Keywords: baseline RNA expression
Overall design We studied 269 cell lines densely genotyped by the International HapMap Project [31]. Cell lines were cultured and characterized at baseline for a variety of cellular phenotypes including growth rate, ATP levels, mitochondrial DNA copy number, EBV copy number, and measures of B-cell relevant cell surface receptors and cytokine levels. Each cell line was exposed in 384-well plates to a range of doses for each of seven drugs selected based on their divergent mechanisms of action and importance in clinical use for treatment of B-cell diseases, focusing on anti-cancer agents: 5-fluorouracil (5FU), methotrexate (MTX), simvastatin, SAHA, 6-mercaptopurine (6MP), rapamycin, and bortezomib. Drug response was measured using Celltiter Glo, an ATP-activated intracellular luminescent marker that, when compared to mock-treated control wells, can represent relative levels of cellular viability and metabolic activity. RNA was collected at baseline and RNA transcript levels were measured genome-wide on the Affymetrix platform. Baseline characterization and plating for drug response experiments was performed using batches of 90 cell lines from each HapMap analysis panel (CEU, JPT / CHB, and YRI) on each of three experiment days. The order of cell lines within each panel was randomized to avoid inducing artificial intra-familial correlation. Each drug was tested at a range of doses around the expected IC50 as reported for the drug by the NCI DTP; each dose of drug was tested in two wells per plate and on two separate plates.
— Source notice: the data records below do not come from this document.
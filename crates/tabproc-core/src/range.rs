//! Sets of non-negative integers written as merged intervals, e.g. `1-3,5,10`

use crate::error::{Error, Result};
use std::fmt;
use std::str::FromStr;

/// A closed interval `[start, end]`
#[derive(Debug, Clone, Copy, PartialEq, Eq, PartialOrd, Ord)]
pub struct ValueRangeEntry {
    pub start: u32,
    pub end: u32,
}

impl ValueRangeEntry {
    /// Create an entry, normalising the bounds to ascending order
    pub fn new(a: u32, b: u32) -> Self {
        Self {
            start: a.min(b),
            end: a.max(b),
        }
    }

    /// Whether `value` lies inside the interval
    pub fn contains(&self, value: u32) -> bool {
        self.start <= value && value <= self.end
    }
}

impl fmt::Display for ValueRangeEntry {
    fn fmt(&self, f: &mut fmt::Formatter<'_>) -> fmt::Result {
        if self.start == self.end {
            write!(f, "{}", self.start)
        } else {
            write!(f, "{}-{}", self.start, self.end)
        }
    }
}

/// Ordered set of non-overlapping, non-adjacent intervals
#[derive(Debug, Clone, Default, PartialEq, Eq)]
pub struct ValueRange {
    entries: Vec<ValueRangeEntry>,
}

impl ValueRange {
    /// Parse range text such as `"1-3, 5, 10-8"`
    pub fn parse(text: &str) -> Result<Self> {
        let text = text.trim();
        if text.is_empty() {
            return Ok(Self::default());
        }

        let mut entries = text
            .split(',')
            .map(parse_entry)
            .collect::<Result<Vec<_>>>()?;
        entries.sort();

        let mut merged: Vec<ValueRangeEntry> = Vec::with_capacity(entries.len());
        for entry in entries {
            match merged.last_mut() {
                Some(last) if u64::from(entry.start) <= u64::from(last.end) + 1 => {
                    last.end = last.end.max(entry.end);
                }
                _ => merged.push(entry),
            }
        }

        Ok(Self { entries: merged })
    }

    /// The merged intervals in ascending order
    pub fn entries(&self) -> &[ValueRangeEntry] {
        &self.entries
    }

    /// Whether the set is empty
    pub fn is_empty(&self) -> bool {
        self.entries.is_empty()
    }

    /// Number of values in the set
    pub fn len(&self) -> u64 {
        self.entries
            .iter()
            .map(|e| u64::from(e.end - e.start) + 1)
            .sum()
    }

    /// Whether `value` is in the set
    pub fn contains(&self, value: u32) -> bool {
        self.entries
            .binary_search_by(|e| {
                if e.end < value {
                    std::cmp::Ordering::Less
                } else if e.start > value {
                    std::cmp::Ordering::Greater
                } else {
                    std::cmp::Ordering::Equal
                }
            })
            .is_ok()
    }

    /// Ascending enumeration of all values
    pub fn iter(&self) -> impl Iterator<Item = u32> + '_ {
        self.entries.iter().flat_map(|e| e.start..=e.end)
    }
}

impl FromStr for ValueRange {
    type Err = Error;

    fn from_str(s: &str) -> Result<Self> {
        Self::parse(s)
    }
}

impl fmt::Display for ValueRange {
    fn fmt(&self, f: &mut fmt::Formatter<'_>) -> fmt::Result {
        for (i, entry) in self.entries.iter().enumerate() {
            if i > 0 {
                f.write_str(",")?;
            }
            write!(f, "{}", entry)?;
        }
        Ok(())
    }
}

fn parse_entry(token: &str) -> Result<ValueRangeEntry> {
    let token = token.trim();
    let error = |reason: &str| Error::RangeFormat {
        token: token.to_string(),
        reason: reason.to_string(),
    };

    if token.is_empty() {
        return Err(error("empty entry"));
    }

    if let Ok(value) = token.parse::<i64>() {
        let value = to_bound(value).map_err(|r| error(r))?;
        return Ok(ValueRangeEntry::new(value, value));
    }

    let (a, b) = token
        .split_once('-')
        .ok_or_else(|| error("expected N or N1-N2"))?;
    let a = parse_bound(a).map_err(|r| error(r))?;
    let b = parse_bound(b).map_err(|r| error(r))?;
    Ok(ValueRangeEntry::new(a, b))
}

fn parse_bound(text: &str) -> std::result::Result<u32, &'static str> {
    let text = text.trim();
    if text.is_empty() || !text.bytes().all(|b| b.is_ascii_digit() || b == b'-' || b == b'+') {
        return Err("expected a base-10 integer");
    }
    let value = text
        .parse::<i64>()
        .map_err(|_| "expected a base-10 integer")?;
    to_bound(value)
}

fn to_bound(value: i64) -> std::result::Result<u32, &'static str> {
    if value < 0 {
        return Err("negative values are not allowed");
    }
    if value > i64::from(i32::MAX) {
        return Err("value exceeds the 32-bit range");
    }
    u32::try_from(value).map_err(|_| "value exceeds the 32-bit range")
}

#[cfg(test)]
mod tests {
    use super::*;
    use rstest::rstest;

    #[rstest]
    #[case("1-3,5,10", "1-3,5,10")]
    #[case("1-3,4", "1-4")]
    #[case("3-1", "1-3")]
    #[case(" 7 , 2-4 ", "2-4,7")]
    #[case("1-5,3-8", "1-8")]
    #[case("0", "0")]
    #[case("", "")]
    fn test_canonical_text(#[case] input: &str, #[case] expected: &str) {
        assert_eq!(ValueRange::parse(input).unwrap().to_string(), expected);
    }

    #[rstest]
    #[case("1-3,5,10")]
    #[case("9,8,7,1-2")]
    #[case("100-50,51")]
    fn test_parse_is_idempotent(#[case] input: &str) {
        let once = ValueRange::parse(input).unwrap();
        let twice = ValueRange::parse(&once.to_string()).unwrap();
        assert_eq!(once, twice);
        assert_eq!(once.to_string(), twice.to_string());
    }

    #[rstest]
    #[case("-3")]
    #[case("1--3")]
    #[case("a")]
    #[case("1-")]
    #[case("1,,2")]
    #[case("1-2-3")]
    #[case("0x10")]
    #[case("3000000000")]
    fn test_malformed(#[case] input: &str) {
        assert!(matches!(
            ValueRange::parse(input),
            Err(Error::RangeFormat { .. })
        ));
    }

    #[test]
    fn test_contains_and_iter() {
        let range: ValueRange = "1-3,5,10".parse().unwrap();
        assert!(range.contains(1));
        assert!(range.contains(3));
        assert!(!range.contains(4));
        assert!(range.contains(10));
        assert!(!range.contains(11));
        assert_eq!(range.iter().collect::<Vec<_>>(), vec![1, 2, 3, 5, 10]);
        assert_eq!(range.len(), 5);
    }

    #[test]
    fn test_empty_range() {
        let range = ValueRange::parse("   ").unwrap();
        assert!(range.is_empty());
        assert!(!range.contains(0));
        assert_eq!(range.iter().count(), 0);
    }
}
These replicate measurements for each cell line allowed assessment of intra-experimental variation. To evaluate day-to-day (i.e. inter-experimental) variation in all traits, a subset of 90 cell lines (30 from each of the three HapMap panels) was grown from a fresh aliquot and the entire experiment was repeated. To evaluate the effect of technical error on measured RNA levels, a set of 22 RNAs previously expression profiled (using Illumina HumanChip) at Wellcome Trust Sanger Institute (WTSI) (generously provided by Emmanouil T. Dermatsakis) was included in expression profiling at the Broad on Affymetrix arrays. Data can be downloaded from the Broad Institute web site: ( Please see Materials and Methods for details of QC, normalization, etc.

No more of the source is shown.